35 weeks tomorrow so only 5 weeks to go :-D xx

OP posts:
del1 · 05/06/2011 22:34

Havn't been on here for a while, and glad I found this thread, as I just wanna moan!! And yeah, there are some people on here who seem to just want to argue and disagree with everone, so thats why I have't been on for a while!
I'm only 27 weeks, so not as far gone as you lot yet.
Here are some reasons why I'm being a narky, irritable and can't stop shouting :-

I've got a 2 1/2 yr old, and a 10 mnth old. They have had chicken pox for about 4 weeks in total between them, so have been stuck at home with them, and had to listen to crying and moaning! ( I know that's my job)

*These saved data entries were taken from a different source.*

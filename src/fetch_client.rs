//! Async client for the read API. One request per call; no retry, no cache.

use anyhow::{Context, Result};
use chouraqui_core::model::BookNumber;
use chouraqui_core::wire::{ChapterPayload, ChapterResponse};
use std::fmt;
use std::time::Duration;
use tracing::debug;

#[derive(Debug, Clone, Copy, PartialEq, Eq)]
pub enum FetchFailureKind {
    Timeout,
    Connect,
    Status(u16),
    Malformed,
    Transport,
}

impl fmt::Display for FetchFailureKind {
    fn fmt(&self, f: &mut fmt::Formatter<'_>) -> fmt::Result {
        match self {
            FetchFailureKind::Timeout => write!(f, "timeout"),
            FetchFailureKind::Connect => write!(f, "connect"),
            FetchFailureKind::Status(code) => write!(f, "status {code}"),
            FetchFailureKind::Malformed => write!(f, "malformed payload"),
            FetchFailureKind::Transport => write!(f, "transport"),
        }
    }
}

/// Any reason a chapter fetch did not produce a payload.
#[derive(Debug, Clone, PartialEq, Eq)]
pub struct FetchFailure {
    pub kind: FetchFailureKind,
    pub message: String,
}

impl FetchFailure {
    fn new(kind: FetchFailureKind, message: impl Into<String>) -> Self {
        Self {
            kind,
            message: message.into(),
        }
    }
}

impl fmt::Display for FetchFailure {
    fn fmt(&self, f: &mut fmt::Formatter<'_>) -> fmt::Result {
        write!(f, "{}: {}", self.kind, self.message)
    }
}

impl std::error::Error for FetchFailure {}

fn classify_reqwest_error(e: reqwest::Error) -> FetchFailure {
    if e.is_timeout() {
        FetchFailure::new(FetchFailureKind::Timeout, format!("Request timed out: {e}"))
    } else if e.is_connect() {
        FetchFailure::new(FetchFailureKind::Connect, format!("Connection failed: {e}"))
    } else {
        FetchFailure::new(FetchFailureKind::Transport, format!("Network error: {e}"))
    }
}

#[derive(Debug, Clone)]
pub struct ChapterFetchClient {
    http: reqwest::Client,
    base_url: String,
}

impl ChapterFetchClient {
    pub fn new(base_url: &str, timeout: Duration) -> Result<Self> {
        let http = reqwest::Client::builder()
            .timeout(timeout)
            .build()
            .context("Failed to build HTTP client")?;
        Ok(Self {
            http,
            base_url: base_url.trim_end_matches('/').to_string(),
        })
    }

    pub async fn fetch_chapter(
        &self,
        book: BookNumber,
        chapter: u32,
    ) -> Result<ChapterPayload, FetchFailure> {
        let url = format!("{}/api/verses", self.base_url);
        debug!(book, chapter, %url, "Fetching chapter");
        let response = self
            .http
            .get(&url)
            .query(&[("book", book), ("chapter", chapter)])
            .send()
            .await
            .map_err(classify_reqwest_error)?;

        let status = response.status();
        if !status.is_success() {
            return Err(FetchFailure::new(
                FetchFailureKind::Status(status.as_u16()),
                format!("Read API answered {status} for {book} {chapter}"),
            ));
        }

        let bytes = response.bytes().await.map_err(classify_reqwest_error)?;
        let parsed: ChapterResponse = serde_json::from_slice(&bytes).map_err(|err| {
            FetchFailure::new(
                FetchFailureKind::Malformed,
                format!("Unexpected body for {book} {chapter}: {err}"),
            )
        })?;
        Ok(parsed.into())
    }
}

#[cfg(test)]
mod tests {
    use super::*;
    use crate::api::build_router;
    use crate::data_source::test_support::fixture_source;
    use axum::{Json, Router, routing::get};
    use serde_json::json;
    use std::sync::Arc;
    use tokio::net::TcpListener;

    async fn spawn(router: Router) -> String {
        let listener = TcpListener::bind("127.0.0.1:0").await.unwrap();
        let addr = listener.local_addr().unwrap();
        tokio::spawn(async move {
            axum::serve(listener, router).await.unwrap();
        });
        format!("http://{addr}")
    }

    fn client(base: &str) -> ChapterFetchClient {
        ChapterFetchClient::new(base, Duration::from_millis(500)).unwrap()
    }

    #[tokio::test]
    async fn fetches_both_languages() {
        let base = spawn(build_router(Arc::new(fixture_source("fetch-ok")))).await;
        let payload = client(&base).fetch_chapter(10, 2).await.unwrap();
        assert_eq!(payload.primary_verses.len(), 2);
        assert_eq!(payload.secondary_verses.len(), 2);
        assert_eq!(payload.max_chapter, Some(2));
        assert!(!payload.has_next_chapter);
    }

    #[tokio::test]
    async fn rejected_request_is_a_status_failure() {
        let base = spawn(build_router(Arc::new(fixture_source("fetch-400")))).await;
        let failure = client(&base).fetch_chapter(10, 0).await.unwrap_err();
        assert_eq!(failure.kind, FetchFailureKind::Status(400));
    }

    #[tokio::test]
    async fn body_without_verses_is_malformed() {
        let router = Router::new().route(
            "/api/verses",
            get(|| async { Json(json!({ "chapter": 1, "hasNextChapter": false })) }),
        );
        let base = spawn(router).await;
        let failure = client(&base).fetch_chapter(10, 1).await.unwrap_err();
        assert_eq!(failure.kind, FetchFailureKind::Malformed);
    }

    #[tokio::test]
    async fn slow_server_times_out() {
        let router = Router::new().route(
            "/api/verses",
            get(|| async {
                tokio::time::sleep(Duration::from_secs(5)).await;
                Json(json!({}))
            }),
        );
        let base = spawn(router).await;
        let failure = client(&base).fetch_chapter(10, 1).await.unwrap_err();
        assert_eq!(failure.kind, FetchFailureKind::Timeout);
    }

    #[tokio::test]
    async fn unreachable_server_is_a_connect_failure() {
        let listener = TcpListener::bind("127.0.0.1:0").await.unwrap();
        let addr = listener.local_addr().unwrap();
        drop(listener);
        let failure = client(&format!("http://{addr}/"))
            .fetch_chapter(10, 1)
            .await
            .unwrap_err();
        assert_eq!(failure.kind, FetchFailureKind::Connect);
    }
}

My dog is ill again, and keeps shitting and weeing in her room, and was sick yesterday morning. I spent about £500 6 months ago on her, and never found out what was wrong. Can't afford vets bills now, as were expecting baby 3, in a few months!
So I'm going off my head at the poor dog every morning, and can't stop heaving at the smell of poo in the house!

Due to the kids not being able to mingle for weeks, I decided to potty train my 2 1/2 year old.
It's been a week and he still doesn't ask me for the potty, so have to clean up his sqidgy poo in his undies daily too! Not going well.
So again, my poor lad faces my wrath after a few hours of chasing him around with the potty. ( not his fault, and know i'm wrong getting annoyed )
Blush

My partner has hardly spoken to me since finding out i'm having number 3 ( he didn't want me to keep it at first) So have problems with my relationship aswell.
I threatened to knock his teeth out last week,after a month of constant bickering, so he packed a bag to leave.
I told him that if he left he was never coming back. ( so he didn't leave)
He is faultless with the kids, and around the house.
But he hasn't kissed me or touched / hugged me for weeks. Or shown any love towards me.
All I want from him is a hug, a compliment, or a bit of 'lovin' sometimes Sad

I could go on and on. The only place- at he minute where I'm calm , is work!!

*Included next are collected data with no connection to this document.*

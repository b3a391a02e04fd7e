use serde::Deserialize;
use std::path::PathBuf;
use std::time::Duration;

/// High-level app configuration; deserializable from TOML.
#[derive(Debug, Clone, Deserialize, serde::Serialize, PartialEq)]
pub struct AppConfig {
    #[serde(default = "crate::config::defaults::default_data_dir")]
    pub data_dir: String,
    #[serde(default = "crate::config::defaults::default_primary_db")]
    pub primary_db: String,
    #[serde(default = "crate::config::defaults::default_secondary_db")]
    pub secondary_db: String,
    #[serde(default = "crate::config::defaults::default_api_base_url")]
    pub api_base_url: String,
    #[serde(default = "crate::config::defaults::default_bind_addr")]
    pub bind_addr: String,
    #[serde(default = "crate::config::defaults::default_log_level")]
    pub log_level: LogLevel,
    #[serde(default = "crate::config::defaults::default_fetch_timeout_secs")]
    pub fetch_timeout_secs: f32,
    #[serde(default = "crate::config::defaults::default_reference_line_px")]
    pub reference_line_px: f32,
    #[serde(default = "crate::config::defaults::default_sentinel_threshold_px")]
    pub sentinel_threshold_px: f32,
    #[serde(default = "crate::config::defaults::default_mobile_breakpoint_px")]
    pub mobile_breakpoint_px: f32,
    #[serde(default = "crate::config::defaults::default_initial_scroll_retries")]
    pub initial_scroll_retries: u32,
    #[serde(default = "crate::config::defaults::default_initial_scroll_retry_delay_ms")]
    pub initial_scroll_retry_delay_ms: u64,
    #[serde(default = "crate::config::defaults::default_font_size")]
    pub font_size: u32,
    #[serde(default = "crate::config::defaults::default_hebrew_font_size")]
    pub hebrew_font_size: u32,
    #[serde(default)]
    pub theme: ThemeMode,
    #[serde(default = "crate::config::defaults::default_window_width")]
    pub window_width: f32,
    #[serde(default = "crate::config::defaults::default_window_height")]
    pub window_height: f32,
    #[serde(default = "crate::config::defaults::default_history_limit")]
    pub history_limit: usize,
    #[serde(default = "crate::config::defaults::default_key_previous_verse")]
    pub key_previous_verse: String,
    #[serde(default = "crate::config::defaults::default_key_next_verse")]
    pub key_next_verse: String,
    #[serde(default = "crate::config::defaults::default_key_history_back")]
    pub key_history_back: String,
    #[serde(default = "crate::config::defaults::default_key_history_forward")]
    pub key_history_forward: String,
    #[serde(default = "crate::config::defaults::default_key_toggle_theme")]
    pub key_toggle_theme: String,
}

impl Default for AppConfig {
    fn default() -> Self {
        AppConfig {
            data_dir: crate::config::defaults::default_data_dir(),
            primary_db: crate::config::defaults::default_primary_db(),
            secondary_db: crate::config::defaults::default_secondary_db(),
            api_base_url: crate::config::defaults::default_api_base_url(),
            bind_addr: crate::config::defaults::default_bind_addr(),
            log_level: crate::config::defaults::default_log_level(),
            fetch_timeout_secs: crate::config::defaults::default_fetch_timeout_secs(),
            reference_line_px: crate::config::defaults::default_reference_line_px(),
            sentinel_threshold_px: crate::config::defaults::default_sentinel_threshold_px(),
            mobile_breakpoint_px: crate::config::defaults::default_mobile_breakpoint_px(),
            initial_scroll_retries: crate::config::defaults::default_initial_scroll_retries(),
            initial_scroll_retry_delay_ms:
                crate::config::defaults::default_initial_scroll_retry_delay_ms(),
            font_size: crate::config::defaults::default_font_size(),
            hebrew_font_size: crate::config::defaults::default_hebrew_font_size(),
            theme: ThemeMode::default(),
            window_width: crate::config::defaults::default_window_width(),
            window_height: crate::config::defaults::default_window_height(),
            history_limit: crate::config::defaults::default_history_limit(),
            key_previous_verse: crate::config::defaults::default_key_previous_verse(),
            key_next_verse: crate::config::defaults::default_key_next_verse(),
            key_history_back: crate::config::defaults::default_key_history_back(),
            key_history_forward: crate::config::defaults::default_key_history_forward(),
            key_toggle_theme: crate::config::defaults::default_key_toggle_theme(),
        }
    }
}

impl AppConfig {
    pub fn primary_db_path(&self) -> PathBuf {
        PathBuf::from(&self.data_dir).join(&self.primary_db)
    }

    pub fn secondary_db_path(&self) -> PathBuf {
        PathBuf::from(&self.data_dir).join(&self.secondary_db)
    }

    pub fn fetch_timeout(&self) -> Duration {
        if self.fetch_timeout_secs.is_finite() && self.fetch_timeout_secs > 0.0 {
            Duration::from_secs_f32(self.fetch_timeout_secs)
        } else {
            Duration::from_secs_f32(crate::config::defaults::default_fetch_timeout_secs())
        }
    }

    pub fn initial_scroll_retry_delay(&self) -> Duration {
        Duration::from_millis(self.initial_scroll_retry_delay_ms)
    }

    pub fn scroll_settings(&self) -> chouraqui_core::scroll::ScrollSettings {
        chouraqui_core::scroll::ScrollSettings {
            reference_line_px: self.reference_line_px.max(0.0),
            sentinel_threshold_px: self.sentinel_threshold_px.max(0.0),
            mobile_breakpoint_px: self.mobile_breakpoint_px.max(0.0),
            initial_scroll_retries: self.initial_scroll_retries,
        }
    }
}

/// Theme mode.
#[derive(Debug, Clone, Copy, Deserialize, serde::Serialize, PartialEq, Eq, Default)]
#[serde(rename_all = "kebab-case")]
pub enum ThemeMode {
    #[default]
    Day,
    Night,
}

impl std::fmt::Display for ThemeMode {
    fn fmt(&self, f: &mut std::fmt::Formatter<'_>) -> std::fmt::Result {
        let label = match self {
            ThemeMode::Day => "Day",
            ThemeMode::Night => "Night",
        };
        write!(f, "{}", label)
    }
}

/// Supported logging verbosity levels.
#[derive(Debug, Clone, Copy, Deserialize, serde::Serialize, PartialEq, Eq, Default)]
#[serde(rename_all = "lowercase")]
pub enum LogLevel {
    Trace,
    Debug,
    #[default]
    Info,
    Warn,
    Error,
}

impl std::fmt::Display for LogLevel {
    fn fmt(&self, f: &mut std::fmt::Formatter<'_>) -> std::fmt::Result {
        f.write_str(self.as_filter_str())
    }
}

impl LogLevel {
    pub fn as_filter_str(self) -> &'static str {
        match self {
            LogLevel::Trace => "trace",
            LogLevel::Debug => "debug",
            LogLevel::Info => "info",
            LogLevel::Warn => "warn",
            LogLevel::Error => "error",
        }
    }
}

I feel fine, physically. Although I get really out of breath and start sweating when I start ' going off on one'.
I just can't stop myself getting annoyed, and getting in a mood, or flying off the handle. I just go completley over the top.
Then I feel so guilty afterwards, and cry my eyes out, 'cause I've been so nasty to the people I love.
I'm most upset incase it affects my kids, seeing me like that. Or I scare them.

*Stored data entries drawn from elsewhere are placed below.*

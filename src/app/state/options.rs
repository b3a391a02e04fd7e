use chouraqui_core::crossref::{BOOK_GROUPS, BookGroup, common_french_name, group_for_book};
use chouraqui_core::model::{Book, BookNumber};
use std::fmt;

/// Entry of the group selector.
#[derive(Debug, Clone, Copy, PartialEq, Eq)]
pub struct GroupOption(pub &'static BookGroup);

impl fmt::Display for GroupOption {
    fn fmt(&self, f: &mut fmt::Formatter<'_>) -> fmt::Result {
        f.write_str(self.0.label)
    }
}

/// Entry of the book selector.
#[derive(Debug, Clone, PartialEq, Eq)]
pub struct BookOption {
    pub number: BookNumber,
    pub label: String,
}

impl BookOption {
    pub(crate) fn from_book(book: &Book) -> Self {
        let label = match common_french_name(book.book_number) {
            Some(common) => format!("{common} ({})", book.long_name),
            None => book.long_name.clone(),
        };
        Self {
            number: book.book_number,
            label,
        }
    }
}

impl fmt::Display for BookOption {
    fn fmt(&self, f: &mut fmt::Formatter<'_>) -> fmt::Result {
        f.write_str(&self.label)
    }
}

/// Groups that hold at least one of `books`, in canonical order.
pub(crate) fn group_options(books: &[Book]) -> Vec<GroupOption> {
    BOOK_GROUPS
        .iter()
        .filter(|group| {
            books
                .iter()
                .any(|book| group_for_book(book.book_number).key == group.key)
        })
        .map(GroupOption)
        .collect()
}

pub(crate) fn book_options(books: &[Book], group: &BookGroup) -> Vec<BookOption> {
    books
        .iter()
        .filter(|book| group_for_book(book.book_number).key == group.key)
        .map(BookOption::from_book)
        .collect()
}

#[cfg(test)]
mod tests {
    use super::*;

    fn book(number: BookNumber, long_name: &str) -> Book {
        Book {
            book_number: number,
            short_name: long_name.chars().take(3).collect(),
            long_name: long_name.to_string(),
            book_color: "#ccccff".to_string(),
            has_secondary_text: number < 470,
        }
    }

    #[test]
    fn only_groups_with_books_are_offered() {
        let books = [book(10, "Entête"), book(470, "Matyah")];
        let groups = group_options(&books);
        let keys: Vec<_> = groups.iter().map(|g| g.0.key).collect();
        assert_eq!(keys, ["torah", "nouveau-testament"]);
        assert_eq!(groups[0].to_string(), "Torah");
    }

    #[test]
    fn book_labels_lead_with_the_common_name() {
        let books = [book(10, "Entête"), book(20, "Noms"), book(470, "Matyah")];
        let torah = book_options(&books, &BOOK_GROUPS[0]);
        assert_eq!(torah.len(), 2);
        assert_eq!(torah[0].to_string(), "Genèse (Entête)");
    }
}
//! Chapter header labels that follow the current chapter.

use crate::crossref::{common_french_name, hebrew_book_name};
use crate::gematria::to_hebrew_numeral;
use crate::model::BookNumber;

/// `"Genèse (Entête) Chapitre 3"`, or just the long name when the book has
/// no common French name.
pub fn french_chapter_label(book: BookNumber, long_name: &str, chapter: u32) -> String {
    match common_french_name(book) {
        Some(common) => format!("{common} ({long_name}) Chapitre {chapter}"),
        None => format!("{long_name} Chapitre {chapter}"),
    }
}

/// `"בְּרֵאשִׁית פרק ג"`; `None` for books without Hebrew text.
pub fn hebrew_chapter_label(book: BookNumber, chapter: u32) -> Option<String> {
    let name = hebrew_book_name(book)?;
    Some(format!("{name} פרק {}", to_hebrew_numeral(chapter)))
}

#[cfg(test)]
mod tests {
    use super::*;

    #[test]
    fn french_label_prefers_the_common_name() {
        assert_eq!(
            french_chapter_label(10, "Entête", 3),
            "Genèse (Entête) Chapitre 3"
        );
        assert_eq!(french_chapter_label(470, "Matyah", 2), "Matyah Chapitre 2");
    }

    #[test]
    fn hebrew_label_uses_gematria() {
        let label = hebrew_chapter_label(10, 16).expect("Genesis has Hebrew");
        assert!(label.ends_with("פרק טז"));
        assert!(hebrew_chapter_label(470, 1).is_none());
    }
}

cassnstar · 06/06/2011 11:19

del1 I completely know where you're coming from regarding dp, fortunately my dogs and children are well but I get no affection or attention from dh apart from at very beginning while we were deciding whether to keep this third shock very late pregancy. DH would have been quite happy to terminate. And I have been so bloomin emotional I need more attention ~(and god I need some sex) and the lack of it makes it even worse. The weather doesn't help though, he can only focus on work anyway and at the moment the lack of rain means we may not have a harvest of any consequence. And we still have rent to pay so we could lose the farm if it's really bad. So I am blamed for being pregnant and he has no sympathy whatsoever for my feelings. I have just worked really hard on the garden and he said it was 'ok' even though I was humping round pots and bags of compost in the heat at 19 weeks pregnant. And the kids just create mess wherever they go and they are far too big to do that now. Am so totally peed off that it is me that is considering packing bags- well I did do it a couple of weeks ago because of MIL nightmare. Just been looking at spa hotels in the area where I can go and de-stress for a couple of days. Written on his noticeboard 'I have had ENOUGH' but not sure he'll even notice.... rant over. And can't get hold of midwife as usual.

cassnstar · 06/06/2011 13:01

He's been in his office for 40 minutes and didn't notice my message. Enough said.